_WHAT IS BEING ASKED_.
Of all the lines below, output only those starting at the one with "meals as CSV" and ending at the one with "dotenvy::dotenv().ok();", both ends included, exactly as written.

==== AVAILABLE DATA

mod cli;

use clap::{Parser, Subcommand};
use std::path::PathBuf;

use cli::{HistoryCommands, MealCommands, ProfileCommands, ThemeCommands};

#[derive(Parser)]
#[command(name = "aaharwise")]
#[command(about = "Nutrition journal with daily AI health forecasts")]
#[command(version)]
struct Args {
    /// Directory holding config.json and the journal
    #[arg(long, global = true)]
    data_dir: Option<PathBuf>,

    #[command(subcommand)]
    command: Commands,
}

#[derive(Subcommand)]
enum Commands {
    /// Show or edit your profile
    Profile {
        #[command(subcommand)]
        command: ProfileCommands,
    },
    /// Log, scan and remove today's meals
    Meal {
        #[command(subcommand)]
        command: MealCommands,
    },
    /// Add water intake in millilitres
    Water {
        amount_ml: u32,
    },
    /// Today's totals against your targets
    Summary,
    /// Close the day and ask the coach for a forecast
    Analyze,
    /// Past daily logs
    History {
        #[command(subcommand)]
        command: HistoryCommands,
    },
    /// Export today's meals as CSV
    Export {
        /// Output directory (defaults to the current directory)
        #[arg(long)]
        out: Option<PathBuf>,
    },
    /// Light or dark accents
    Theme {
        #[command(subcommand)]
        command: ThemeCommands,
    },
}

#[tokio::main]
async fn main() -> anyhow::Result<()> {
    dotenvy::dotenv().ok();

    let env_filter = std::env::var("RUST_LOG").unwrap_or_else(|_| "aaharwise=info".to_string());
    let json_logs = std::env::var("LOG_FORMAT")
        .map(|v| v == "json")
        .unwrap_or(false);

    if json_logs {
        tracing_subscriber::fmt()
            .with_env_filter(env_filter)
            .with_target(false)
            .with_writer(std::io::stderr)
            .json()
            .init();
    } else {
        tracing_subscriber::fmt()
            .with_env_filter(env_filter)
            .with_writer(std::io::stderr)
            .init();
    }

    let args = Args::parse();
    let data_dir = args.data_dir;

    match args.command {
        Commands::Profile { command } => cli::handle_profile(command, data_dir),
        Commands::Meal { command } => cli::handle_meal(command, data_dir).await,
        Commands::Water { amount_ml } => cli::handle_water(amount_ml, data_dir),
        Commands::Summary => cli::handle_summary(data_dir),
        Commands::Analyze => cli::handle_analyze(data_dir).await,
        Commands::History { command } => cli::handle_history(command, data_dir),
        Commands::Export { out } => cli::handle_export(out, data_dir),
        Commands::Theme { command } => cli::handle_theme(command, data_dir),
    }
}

========

_ANSWER SPACE_.
    /// Export today's meals as CSV
    Export {
        /// Output directory (defaults to the current directory)
        #[arg(long)]
        out: Option<PathBuf>,
    },
    /// Light or dark accents
    Theme {
        #[command(subcommand)]
        command: ThemeCommands,
    },
}

#[tokio::main]
async fn main() -> anyhow::Result<()> {
    dotenvy::dotenv().ok();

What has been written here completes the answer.